Wherever the word "filter" appears in a line of the records, copy that line.

**Input data**.

- - - - - - -

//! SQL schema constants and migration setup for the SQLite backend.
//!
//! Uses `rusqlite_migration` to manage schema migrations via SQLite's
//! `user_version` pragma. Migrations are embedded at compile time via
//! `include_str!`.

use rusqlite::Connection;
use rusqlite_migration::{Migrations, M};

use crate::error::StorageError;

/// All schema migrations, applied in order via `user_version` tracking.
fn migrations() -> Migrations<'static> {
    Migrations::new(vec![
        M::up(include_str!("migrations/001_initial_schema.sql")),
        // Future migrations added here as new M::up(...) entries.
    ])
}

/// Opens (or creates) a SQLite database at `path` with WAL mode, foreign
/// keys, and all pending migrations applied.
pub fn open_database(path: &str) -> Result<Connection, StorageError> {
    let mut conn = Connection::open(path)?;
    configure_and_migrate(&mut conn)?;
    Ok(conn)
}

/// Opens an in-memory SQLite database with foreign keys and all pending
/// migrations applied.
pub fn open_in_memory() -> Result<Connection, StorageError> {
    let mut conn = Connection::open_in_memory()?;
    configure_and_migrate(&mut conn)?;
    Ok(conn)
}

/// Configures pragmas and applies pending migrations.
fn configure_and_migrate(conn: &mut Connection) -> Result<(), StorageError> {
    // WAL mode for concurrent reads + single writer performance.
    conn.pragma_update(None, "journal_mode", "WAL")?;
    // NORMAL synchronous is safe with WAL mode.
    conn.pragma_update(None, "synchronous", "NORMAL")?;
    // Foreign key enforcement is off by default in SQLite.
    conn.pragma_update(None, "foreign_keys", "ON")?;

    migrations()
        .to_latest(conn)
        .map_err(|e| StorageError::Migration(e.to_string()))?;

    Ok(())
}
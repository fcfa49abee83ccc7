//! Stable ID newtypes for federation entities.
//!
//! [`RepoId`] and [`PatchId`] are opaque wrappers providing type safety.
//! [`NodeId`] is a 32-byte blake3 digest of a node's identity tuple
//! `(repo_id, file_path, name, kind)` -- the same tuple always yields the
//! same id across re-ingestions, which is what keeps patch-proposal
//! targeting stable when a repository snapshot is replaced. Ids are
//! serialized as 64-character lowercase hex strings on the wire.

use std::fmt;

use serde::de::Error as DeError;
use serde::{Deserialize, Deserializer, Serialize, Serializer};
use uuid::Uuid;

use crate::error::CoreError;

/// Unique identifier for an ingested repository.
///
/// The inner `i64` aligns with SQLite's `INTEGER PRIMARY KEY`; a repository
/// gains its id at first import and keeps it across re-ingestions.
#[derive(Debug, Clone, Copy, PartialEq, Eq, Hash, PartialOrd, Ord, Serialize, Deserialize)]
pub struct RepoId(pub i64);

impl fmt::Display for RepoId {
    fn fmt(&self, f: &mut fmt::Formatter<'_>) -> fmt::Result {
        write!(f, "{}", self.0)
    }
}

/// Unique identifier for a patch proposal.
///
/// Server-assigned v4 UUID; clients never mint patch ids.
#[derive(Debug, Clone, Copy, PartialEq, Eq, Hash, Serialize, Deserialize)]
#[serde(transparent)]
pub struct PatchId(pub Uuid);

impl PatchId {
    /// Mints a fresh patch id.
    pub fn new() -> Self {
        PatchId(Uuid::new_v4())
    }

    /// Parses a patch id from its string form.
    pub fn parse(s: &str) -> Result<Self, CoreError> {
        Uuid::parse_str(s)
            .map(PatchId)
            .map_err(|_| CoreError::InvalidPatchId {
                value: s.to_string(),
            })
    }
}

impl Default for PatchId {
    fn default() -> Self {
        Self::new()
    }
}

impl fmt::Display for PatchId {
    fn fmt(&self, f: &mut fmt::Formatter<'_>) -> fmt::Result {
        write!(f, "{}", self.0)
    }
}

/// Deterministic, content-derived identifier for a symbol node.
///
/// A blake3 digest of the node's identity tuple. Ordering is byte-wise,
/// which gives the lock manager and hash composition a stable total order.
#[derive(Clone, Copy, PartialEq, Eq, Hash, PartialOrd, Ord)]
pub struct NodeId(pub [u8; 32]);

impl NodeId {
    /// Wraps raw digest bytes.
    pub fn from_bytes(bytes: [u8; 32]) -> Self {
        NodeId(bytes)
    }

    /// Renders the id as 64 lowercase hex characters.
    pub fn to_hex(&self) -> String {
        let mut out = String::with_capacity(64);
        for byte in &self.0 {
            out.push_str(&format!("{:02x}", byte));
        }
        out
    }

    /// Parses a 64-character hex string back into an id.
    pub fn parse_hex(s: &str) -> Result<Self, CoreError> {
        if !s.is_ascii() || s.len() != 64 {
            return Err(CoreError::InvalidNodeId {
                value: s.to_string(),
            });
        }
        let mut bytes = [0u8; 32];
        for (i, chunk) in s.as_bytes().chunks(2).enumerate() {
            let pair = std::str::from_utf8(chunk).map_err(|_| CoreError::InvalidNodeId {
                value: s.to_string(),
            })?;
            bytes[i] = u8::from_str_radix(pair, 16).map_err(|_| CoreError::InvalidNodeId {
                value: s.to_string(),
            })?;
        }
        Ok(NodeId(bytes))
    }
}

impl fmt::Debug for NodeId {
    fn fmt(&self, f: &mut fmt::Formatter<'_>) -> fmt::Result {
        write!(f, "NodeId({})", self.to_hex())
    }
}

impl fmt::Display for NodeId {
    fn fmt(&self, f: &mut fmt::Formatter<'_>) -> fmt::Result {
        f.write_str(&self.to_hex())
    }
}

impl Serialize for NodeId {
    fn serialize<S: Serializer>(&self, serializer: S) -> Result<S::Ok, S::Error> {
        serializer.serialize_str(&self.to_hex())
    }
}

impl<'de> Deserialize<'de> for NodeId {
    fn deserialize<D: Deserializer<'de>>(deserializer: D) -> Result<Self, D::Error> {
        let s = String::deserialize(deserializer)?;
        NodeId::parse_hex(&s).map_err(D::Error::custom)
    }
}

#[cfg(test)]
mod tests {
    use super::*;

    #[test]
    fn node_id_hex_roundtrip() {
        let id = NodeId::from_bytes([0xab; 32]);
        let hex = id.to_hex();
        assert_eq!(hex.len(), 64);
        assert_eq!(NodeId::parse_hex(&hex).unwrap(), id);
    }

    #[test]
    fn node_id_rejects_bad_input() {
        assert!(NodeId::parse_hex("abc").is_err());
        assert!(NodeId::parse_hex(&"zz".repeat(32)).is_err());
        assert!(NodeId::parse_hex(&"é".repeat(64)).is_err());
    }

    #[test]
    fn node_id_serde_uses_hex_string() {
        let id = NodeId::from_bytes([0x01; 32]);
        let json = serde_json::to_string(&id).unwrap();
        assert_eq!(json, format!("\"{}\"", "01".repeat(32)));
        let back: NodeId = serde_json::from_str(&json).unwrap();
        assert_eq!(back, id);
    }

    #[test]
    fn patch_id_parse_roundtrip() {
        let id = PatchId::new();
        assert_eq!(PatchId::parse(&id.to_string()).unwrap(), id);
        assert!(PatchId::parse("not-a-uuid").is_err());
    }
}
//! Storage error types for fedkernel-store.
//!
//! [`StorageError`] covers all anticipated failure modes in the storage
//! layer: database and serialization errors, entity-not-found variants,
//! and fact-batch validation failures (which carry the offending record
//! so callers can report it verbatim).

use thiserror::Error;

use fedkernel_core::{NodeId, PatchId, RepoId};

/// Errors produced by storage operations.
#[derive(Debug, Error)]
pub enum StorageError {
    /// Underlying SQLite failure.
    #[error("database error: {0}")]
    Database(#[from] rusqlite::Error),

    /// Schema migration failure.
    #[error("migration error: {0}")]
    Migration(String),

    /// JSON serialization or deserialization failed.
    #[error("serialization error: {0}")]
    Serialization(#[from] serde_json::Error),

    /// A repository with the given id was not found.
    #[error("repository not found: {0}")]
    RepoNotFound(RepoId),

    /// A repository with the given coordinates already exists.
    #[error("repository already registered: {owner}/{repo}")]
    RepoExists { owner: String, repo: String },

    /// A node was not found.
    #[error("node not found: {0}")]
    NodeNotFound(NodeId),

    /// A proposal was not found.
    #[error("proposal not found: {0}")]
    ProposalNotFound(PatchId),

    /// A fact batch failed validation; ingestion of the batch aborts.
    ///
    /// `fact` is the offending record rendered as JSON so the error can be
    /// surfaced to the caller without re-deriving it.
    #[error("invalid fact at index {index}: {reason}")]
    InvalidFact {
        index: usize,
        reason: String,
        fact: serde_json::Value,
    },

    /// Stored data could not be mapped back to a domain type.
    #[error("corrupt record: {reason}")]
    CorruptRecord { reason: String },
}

- - - - - - -

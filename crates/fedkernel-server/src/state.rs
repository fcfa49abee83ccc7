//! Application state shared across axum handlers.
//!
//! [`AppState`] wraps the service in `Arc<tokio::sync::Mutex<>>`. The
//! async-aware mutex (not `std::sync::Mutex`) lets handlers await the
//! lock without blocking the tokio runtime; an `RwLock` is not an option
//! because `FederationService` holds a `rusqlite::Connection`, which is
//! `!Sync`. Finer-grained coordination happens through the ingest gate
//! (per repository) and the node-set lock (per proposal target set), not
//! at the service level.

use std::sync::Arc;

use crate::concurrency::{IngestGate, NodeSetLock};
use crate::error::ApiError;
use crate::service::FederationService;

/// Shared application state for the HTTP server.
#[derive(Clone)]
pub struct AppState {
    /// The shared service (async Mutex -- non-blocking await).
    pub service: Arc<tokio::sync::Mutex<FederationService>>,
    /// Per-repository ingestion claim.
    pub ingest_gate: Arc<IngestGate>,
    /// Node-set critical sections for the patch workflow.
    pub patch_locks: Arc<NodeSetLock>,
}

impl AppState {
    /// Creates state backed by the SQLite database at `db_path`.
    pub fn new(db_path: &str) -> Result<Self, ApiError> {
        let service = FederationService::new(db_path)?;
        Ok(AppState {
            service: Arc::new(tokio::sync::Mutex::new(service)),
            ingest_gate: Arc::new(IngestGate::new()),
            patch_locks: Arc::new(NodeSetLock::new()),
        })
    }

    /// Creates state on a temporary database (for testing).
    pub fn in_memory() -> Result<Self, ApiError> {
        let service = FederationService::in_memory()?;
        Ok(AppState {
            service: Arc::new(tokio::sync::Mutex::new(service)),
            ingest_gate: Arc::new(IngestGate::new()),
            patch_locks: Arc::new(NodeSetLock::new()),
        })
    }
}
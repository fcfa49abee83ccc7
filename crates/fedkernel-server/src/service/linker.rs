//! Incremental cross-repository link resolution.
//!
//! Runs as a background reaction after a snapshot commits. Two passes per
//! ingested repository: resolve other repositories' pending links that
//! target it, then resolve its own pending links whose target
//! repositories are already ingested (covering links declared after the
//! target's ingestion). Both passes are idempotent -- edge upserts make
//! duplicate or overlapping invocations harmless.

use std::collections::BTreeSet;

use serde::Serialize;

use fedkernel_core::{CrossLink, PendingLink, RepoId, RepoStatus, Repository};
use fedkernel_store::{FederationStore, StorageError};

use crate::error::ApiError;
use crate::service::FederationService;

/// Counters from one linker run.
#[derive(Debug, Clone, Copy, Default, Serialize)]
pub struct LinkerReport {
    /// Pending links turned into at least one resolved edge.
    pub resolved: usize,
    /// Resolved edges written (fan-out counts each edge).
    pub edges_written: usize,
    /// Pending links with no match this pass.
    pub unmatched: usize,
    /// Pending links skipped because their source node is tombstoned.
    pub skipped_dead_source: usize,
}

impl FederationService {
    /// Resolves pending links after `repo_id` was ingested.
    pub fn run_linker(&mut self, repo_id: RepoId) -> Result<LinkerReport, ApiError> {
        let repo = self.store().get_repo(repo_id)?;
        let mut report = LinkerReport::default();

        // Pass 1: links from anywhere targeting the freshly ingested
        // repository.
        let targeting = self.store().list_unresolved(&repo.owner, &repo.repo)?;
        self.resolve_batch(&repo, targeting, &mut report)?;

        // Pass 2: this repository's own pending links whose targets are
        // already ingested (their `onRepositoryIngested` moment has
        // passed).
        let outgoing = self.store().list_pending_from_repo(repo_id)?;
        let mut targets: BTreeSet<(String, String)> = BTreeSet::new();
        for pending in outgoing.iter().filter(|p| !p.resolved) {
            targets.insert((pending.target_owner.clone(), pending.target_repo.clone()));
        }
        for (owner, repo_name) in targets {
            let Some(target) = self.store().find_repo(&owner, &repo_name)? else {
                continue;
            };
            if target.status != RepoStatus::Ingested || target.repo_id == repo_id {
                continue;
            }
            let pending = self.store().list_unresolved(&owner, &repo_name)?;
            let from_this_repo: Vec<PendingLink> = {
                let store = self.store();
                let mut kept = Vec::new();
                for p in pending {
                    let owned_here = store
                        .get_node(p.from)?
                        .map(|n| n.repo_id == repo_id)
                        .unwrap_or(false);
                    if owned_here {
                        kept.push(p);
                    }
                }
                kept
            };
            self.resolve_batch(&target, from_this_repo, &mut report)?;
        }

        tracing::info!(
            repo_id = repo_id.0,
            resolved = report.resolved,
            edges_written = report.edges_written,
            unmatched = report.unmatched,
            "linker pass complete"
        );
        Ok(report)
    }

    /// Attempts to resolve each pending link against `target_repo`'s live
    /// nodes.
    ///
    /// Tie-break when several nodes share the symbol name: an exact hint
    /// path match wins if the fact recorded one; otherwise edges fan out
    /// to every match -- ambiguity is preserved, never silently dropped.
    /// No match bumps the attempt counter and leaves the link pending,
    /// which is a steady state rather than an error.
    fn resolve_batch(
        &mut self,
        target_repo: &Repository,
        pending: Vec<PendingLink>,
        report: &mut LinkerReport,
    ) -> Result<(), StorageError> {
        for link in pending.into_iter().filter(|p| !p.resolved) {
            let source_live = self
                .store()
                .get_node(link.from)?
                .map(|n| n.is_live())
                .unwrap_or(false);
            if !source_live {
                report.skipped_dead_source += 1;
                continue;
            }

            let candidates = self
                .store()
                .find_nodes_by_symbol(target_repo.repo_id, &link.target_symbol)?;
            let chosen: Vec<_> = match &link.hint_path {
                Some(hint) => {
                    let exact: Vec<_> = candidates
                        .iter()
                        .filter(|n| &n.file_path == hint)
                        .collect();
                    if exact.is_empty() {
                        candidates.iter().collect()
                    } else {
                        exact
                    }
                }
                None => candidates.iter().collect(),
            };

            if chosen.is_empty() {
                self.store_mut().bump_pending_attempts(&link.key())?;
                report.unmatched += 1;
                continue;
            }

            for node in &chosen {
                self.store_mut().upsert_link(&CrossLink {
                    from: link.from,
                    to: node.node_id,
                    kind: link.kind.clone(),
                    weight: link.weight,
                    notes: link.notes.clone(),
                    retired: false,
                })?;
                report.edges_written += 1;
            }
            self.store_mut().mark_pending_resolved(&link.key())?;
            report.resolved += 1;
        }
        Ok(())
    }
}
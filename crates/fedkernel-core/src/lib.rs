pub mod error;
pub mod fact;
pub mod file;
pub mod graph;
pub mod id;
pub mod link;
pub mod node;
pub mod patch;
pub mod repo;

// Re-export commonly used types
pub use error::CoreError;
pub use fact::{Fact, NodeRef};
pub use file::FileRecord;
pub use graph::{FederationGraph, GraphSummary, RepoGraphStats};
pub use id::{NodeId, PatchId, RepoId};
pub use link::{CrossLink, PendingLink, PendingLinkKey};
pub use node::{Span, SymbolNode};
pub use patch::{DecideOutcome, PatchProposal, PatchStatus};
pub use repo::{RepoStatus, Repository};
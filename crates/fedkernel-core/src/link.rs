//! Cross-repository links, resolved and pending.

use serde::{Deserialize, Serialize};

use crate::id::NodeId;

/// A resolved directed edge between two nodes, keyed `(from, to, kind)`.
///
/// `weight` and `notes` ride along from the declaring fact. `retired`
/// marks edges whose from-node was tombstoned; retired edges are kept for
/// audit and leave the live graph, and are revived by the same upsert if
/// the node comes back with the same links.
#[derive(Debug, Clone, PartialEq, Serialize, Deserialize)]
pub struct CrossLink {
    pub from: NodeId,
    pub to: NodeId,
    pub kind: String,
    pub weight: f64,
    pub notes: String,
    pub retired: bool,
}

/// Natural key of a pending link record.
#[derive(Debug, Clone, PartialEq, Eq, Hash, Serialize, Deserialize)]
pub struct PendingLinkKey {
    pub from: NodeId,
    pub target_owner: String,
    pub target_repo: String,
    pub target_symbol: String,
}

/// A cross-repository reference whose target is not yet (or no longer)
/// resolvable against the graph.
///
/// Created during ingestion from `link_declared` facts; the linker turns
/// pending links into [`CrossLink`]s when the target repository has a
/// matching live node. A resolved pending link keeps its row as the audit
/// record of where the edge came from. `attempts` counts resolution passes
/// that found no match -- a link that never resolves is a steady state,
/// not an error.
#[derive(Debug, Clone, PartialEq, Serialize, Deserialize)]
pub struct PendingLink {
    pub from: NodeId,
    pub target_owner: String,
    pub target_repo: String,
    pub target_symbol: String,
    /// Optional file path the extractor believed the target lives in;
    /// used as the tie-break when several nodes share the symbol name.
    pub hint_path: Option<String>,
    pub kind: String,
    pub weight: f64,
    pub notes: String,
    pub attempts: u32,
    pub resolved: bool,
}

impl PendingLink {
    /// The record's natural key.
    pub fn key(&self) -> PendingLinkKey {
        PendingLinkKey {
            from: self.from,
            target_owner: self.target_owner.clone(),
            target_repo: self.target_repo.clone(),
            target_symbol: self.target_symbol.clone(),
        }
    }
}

- - - - - - -

**Exercise response**.
        for pending in outgoing.iter().filter(|p| !p.resolved) {
        for link in pending.into_iter().filter(|p| !p.resolved) {
                        .filter(|n| &n.file_path == hint)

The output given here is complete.